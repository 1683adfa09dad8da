//! Accuracy bookkeeping.
//!
//! Scoring is a separate step from inference: it takes the predicted labels and
//! the two reference label sets and produces two independent accuracy metrics,
//! one for the baseline labels and one for the model's own predictions, both
//! measured against the ground truth.

use std::fmt;

use log::debug;

use crate::errors::{InferenceError, InferenceResult};

/// Running count of matching labels.
#[derive(Debug, Clone, Copy, Default, PartialEq, Eq)]
pub struct Accuracy {
    pub matches: usize,
    pub total: usize,
}

impl Accuracy {
    pub fn record(&mut self, matched: bool) {
        self.total += 1;
        if matched {
            self.matches += 1;
        }
    }

    /// `matches / total`, or 0 when nothing was scored.
    pub fn ratio(&self) -> f64 {
        if self.total == 0 {
            return 0.0;
        }
        self.matches as f64 / self.total as f64
    }
}

impl fmt::Display for Accuracy {
    fn fmt(&self, f: &mut fmt::Formatter<'_>) -> fmt::Result {
        write!(f, "{:.6} ({}/{})", self.ratio(), self.matches, self.total)
    }
}

/// Accuracy of the baseline labels and of the model predictions against the ground truth.
#[derive(Debug, Clone, Copy, Default, PartialEq, Eq)]
pub struct EvaluationReport {
    pub baseline: Accuracy,
    pub model: Accuracy,
}

/// Scores `predictions` and the matching prefix of `baseline` against `actual`.
///
/// Only the first `predictions.len()` samples are scored, so samples of a
/// trailing partial batch never count. Reference sets shorter than the
/// predictions are rejected.
pub fn evaluate(
    predictions: &[u32],
    baseline: &[u32],
    actual: &[u32],
) -> InferenceResult<EvaluationReport> {
    let scored = predictions.len();
    for (reference, labels) in [("baseline", baseline), ("actual", actual)] {
        if labels.len() < scored {
            return Err(InferenceError::ReferenceLengthMismatch {
                reference,
                expected: scored,
                actual: labels.len(),
            });
        }
    }

    let mut report = EvaluationReport::default();
    for (sample, ((&predicted, &base), &truth)) in predictions
        .iter()
        .zip(baseline.iter())
        .zip(actual.iter())
        .enumerate()
    {
        report.baseline.record(base == truth);
        report.model.record(predicted == truth);

        if predicted != base {
            debug!(
                "Sample {}: predicted {}, baseline {}, actual {}",
                sample, predicted, base, truth
            );
        }
    }

    Ok(report)
}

» **Required action**:
Please return every line of the records above that contains the word "iter".

» **Exercise solution**:
        .iter()
        .zip(baseline.iter())
        .zip(actual.iter())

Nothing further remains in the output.